A Deep Reinforcement Learning-Based TCP Congestion Control Algorithm: Design, Simulation, and Evaluation
Efe Ağlamazlar, Emirhan Eken, Harun Batur Geçici
TL;DR
Traditional TCP congestion control struggles in dynamic networks. The study develops a Deep Q-Network–based congestion control that learns to optimize cwnd via MD P formulation and NS-3/OpenGym simulation. It defines state/action/reward constructs, trains the agent with standard DQN techniques, and demonstrates substantial gains over TCP New Reno in latency and throughput, with strong adaptability. The results suggest RL-based congestion control as a practical approach for modern networks, including mobile and IoT environments, where conditions vary rapidly.
Abstract
This paper presents a novel TCP congestion control algorithm based on Deep Reinforcement Learning.

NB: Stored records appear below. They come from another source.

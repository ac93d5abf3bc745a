//! Block identifiers, keys and the node layout read by the scanner.
//!
//! The tree consists of two kinds of blocks:
//!
//! - **Internal nodes** hold separator keys and child block ids. Child `i` covers the keys in
//!   `(keys[i - 1], keys[i]]`; `upper_edge` covers everything above the last separator.
//! - **Leaf nodes** hold an encoded run of entries, `[key_len u8][key][value]...`, sorted by
//!   key. A value's length is not stored next to it: it is recovered from the value's own
//!   header through a [`ValueSizer`], so a leaf cannot be parsed without one.
//!
//! Blocks are immutable once a version of the tree is published. A child id copied out of a
//! parent therefore stays valid after the parent's lock is released, for as long as the
//! snapshot that reached it is pinned.

use smallvec::SmallVec;
use std::borrow::Borrow;
use std::fmt;
use std::ops::{Bound, Range};

use crate::error::StorageError;
use crate::value::ValueSizer;

/// Longest key a store accepts, in bytes.
pub const MAX_KEY_SIZE: usize = 250;

/// Identifies a block in a [`crate::store::BlockSource`].
#[derive(Debug, Clone, Copy, PartialEq, Eq, Hash, PartialOrd, Ord)]
pub struct BlockId(pub u32);

impl fmt::Display for BlockId {
	fn fmt(&self, f: &mut fmt::Formatter<'_>) -> fmt::Result {
		write!(f, "#{}", self.0)
	}
}

/// Identifies an out-of-line payload.
#[derive(Debug, Clone, Copy, PartialEq, Eq, Hash, PartialOrd, Ord)]
pub struct BlobId(pub u64);

impl fmt::Display for BlobId {
	fn fmt(&self, f: &mut fmt::Formatter<'_>) -> fmt::Result {
		write!(f, "blob#{}", self.0)
	}
}

/// A key as stored in the tree, compared bytewise.
#[derive(Clone, PartialEq, Eq, PartialOrd, Ord, Hash, Default)]
pub struct StoreKey(Vec<u8>);

impl StoreKey {
	/// Returns `None` if `bytes` is longer than [`MAX_KEY_SIZE`].
	pub fn new(bytes: impl AsRef<[u8]>) -> Option<StoreKey> {
		let bytes = bytes.as_ref();
		(bytes.len() <= MAX_KEY_SIZE).then(|| StoreKey(bytes.to_vec()))
	}

	pub fn as_bytes(&self) -> &[u8] {
		&self.0
	}

	pub fn len(&self) -> usize {
		self.0.len()
	}

	pub fn is_empty(&self) -> bool {
		self.0.is_empty()
	}
}

/// # Panics
///
/// Panics if the string is longer than [`MAX_KEY_SIZE`].
impl From<&str> for StoreKey {
	fn from(s: &str) -> StoreKey {
		StoreKey::new(s).expect("key longer than MAX_KEY_SIZE")
	}
}

impl Borrow<[u8]> for StoreKey {
	fn borrow(&self) -> &[u8] {
		&self.0
	}
}

impl fmt::Debug for StoreKey {
	fn fmt(&self, f: &mut fmt::Formatter<'_>) -> fmt::Result {
		write!(f, "{:?}", String::from_utf8_lossy(&self.0))
	}
}

impl fmt::Display for StoreKey {
	fn fmt(&self, f: &mut fmt::Formatter<'_>) -> fmt::Result {
		f.write_str(&String::from_utf8_lossy(&self.0))
	}
}

/// A block of the tree.
#[derive(Debug)]
pub enum Node {
	Internal(InternalNode),
	Leaf(LeafNode),
}

impl Node {
	#[inline]
	pub fn is_leaf(&self) -> bool {
		matches!(self, Node::Leaf(_))
	}
}

/// An index node: separator keys and child pointers.
#[derive(Debug, Default)]
pub struct InternalNode {
	/// Separator keys, sorted in ascending order.
	pub(crate) keys: Vec<StoreKey>,
	/// `edges[i]` points to the subtree with keys `<= keys[i]`.
	pub(crate) edges: SmallVec<[BlockId; 32]>,
	/// Rightmost child, for keys `> keys[len - 1]`.
	pub(crate) upper_edge: Option<BlockId>,
}

impl InternalNode {
	/// Number of separator keys; the node has `len() + 1` children.
	#[inline]
	pub fn len(&self) -> usize {
		self.keys.len()
	}

	#[inline]
	pub fn is_empty(&self) -> bool {
		self.keys.is_empty()
	}

	/// Binary search for the child edge to follow for a given key.
	///
	/// Returns `(position, exact_match)` where `exact_match` is true if `key == keys[position]`.
	/// Position `len()` designates the upper edge.
	pub fn lower_bound(&self, key: &[u8]) -> (usize, bool) {
		let mut lower = 0;
		let mut upper = self.keys.len();

		while lower < upper {
			let mid = ((upper - lower) / 2) + lower;
			let mid_key: &[u8] = self.keys[mid].borrow();

			if key < mid_key {
				upper = mid;
			} else if key > mid_key {
				lower = mid + 1;
			} else {
				return (mid, true);
			}
		}

		(lower, false)
	}

	/// Returns the child pointer at the given position; `len()` is the upper edge.
	pub fn edge_at(&self, pos: usize) -> Option<BlockId> {
		if pos == self.keys.len() {
			self.upper_edge
		} else {
			self.edges.get(pos).copied()
		}
	}

	/// Returns the positions of the children whose key span intersects the range, in
	/// ascending key order. May include a child that holds no key of the range, never
	/// leaves one out.
	pub fn children_within(&self, start: Bound<&[u8]>, end: Bound<&[u8]>) -> Range<usize> {
		let first = match start {
			Bound::Unbounded => 0,
			// Child `pos` holds keys up to and including `keys[pos]`, so an exclusive start
			// on a separator begins in the next child.
			Bound::Excluded(key) => match self.lower_bound(key) {
				(pos, true) => pos + 1,
				(pos, false) => pos,
			},
			Bound::Included(key) => self.lower_bound(key).0,
		};
		let last = match end {
			Bound::Unbounded => self.keys.len(),
			Bound::Included(key) | Bound::Excluded(key) => self.lower_bound(key).0,
		};

		if first > last {
			first..first
		} else {
			first..last + 1
		}
	}
}

/// Location of one entry inside a leaf's encoded bytes.
#[derive(Debug, Clone, Copy, PartialEq, Eq)]
pub struct EntrySpan {
	pub key: (u32, u32),
	pub value: (u32, u32),
}

impl EntrySpan {
	#[inline]
	pub fn key_range(&self) -> Range<usize> {
		self.key.0 as usize..self.key.1 as usize
	}

	#[inline]
	pub fn value_range(&self) -> Range<usize> {
		self.value.0 as usize..self.value.1 as usize
	}
}

/// A data node: an encoded, sorted run of entries.
#[derive(Debug, Default)]
pub struct LeafNode {
	pub(crate) count: u16,
	pub(crate) data: Vec<u8>,
}

impl LeafNode {
	/// Number of entries in this leaf.
	#[inline]
	pub fn len(&self) -> usize {
		self.count as usize
	}

	#[inline]
	pub fn is_empty(&self) -> bool {
		self.count == 0
	}

	/// Appends an entry. Keys must arrive in ascending order.
	pub(crate) fn push(&mut self, key: &StoreKey, value: &[u8]) {
		debug_assert!(key.len() <= MAX_KEY_SIZE);
		self.data.push(key.len() as u8);
		self.data.extend_from_slice(key.as_bytes());
		self.data.extend_from_slice(value);
		self.count += 1;
	}

	/// Walks the encoded entries and returns where each key and value lives.
	///
	/// `block` only labels errors.
	pub fn parse(&self, sizer: &dyn ValueSizer, block: BlockId) -> Result<Vec<EntrySpan>, StorageError> {
		let corrupt = |reason: String| StorageError::Corrupt {
			block,
			reason,
		};

		let mut spans = Vec::with_capacity(self.len());
		let mut offset = 0usize;

		for i in 0..self.len() {
			let key_len = *self.data.get(offset).ok_or_else(|| corrupt(format!("entry {i} truncated")))? as usize;
			if key_len > MAX_KEY_SIZE {
				return Err(corrupt(format!("key of entry {i} is {key_len} bytes")));
			}
			let key_start = offset + 1;
			let value_start = key_start + key_len;
			if value_start > self.data.len() {
				return Err(corrupt(format!("key of entry {i} runs past the block")));
			}

			let value_len = sizer.size(&self.data[value_start..]).map_err(|e| corrupt(format!("entry {i}: {e}")))?;
			let value_end = value_start + value_len;
			if value_end > self.data.len() {
				return Err(corrupt(format!("value of entry {i} runs past the block")));
			}

			spans.push(EntrySpan {
				key: (key_start as u32, value_start as u32),
				value: (value_start as u32, value_end as u32),
			});
			offset = value_end;
		}

		if offset != self.data.len() {
			return Err(corrupt(format!("{} trailing bytes", self.data.len() - offset)));
		}

		Ok(spans)
	}

	#[inline]
	pub fn key_of(&self, span: &EntrySpan) -> &[u8] {
		&self.data[span.key_range()]
	}

	#[inline]
	pub fn value_of(&self, span: &EntrySpan) -> &[u8] {
		&self.data[span.value_range()]
	}
}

The proposed approach utilizes Deep Q-Networks to optimize the congestion window (cWnd) by observing key network parameters and taking real-time actions. The algorithm is trained and evaluated within the NS-3 network simulator using the OpenGym interface. The results demonstrate significant improvements over traditional TCP New Reno in terms of latency and throughput, with better adaptability to changing network conditions. This study emphasizes the potential of reinforcement learning techniques for solving complex congestion control problems in modern networks.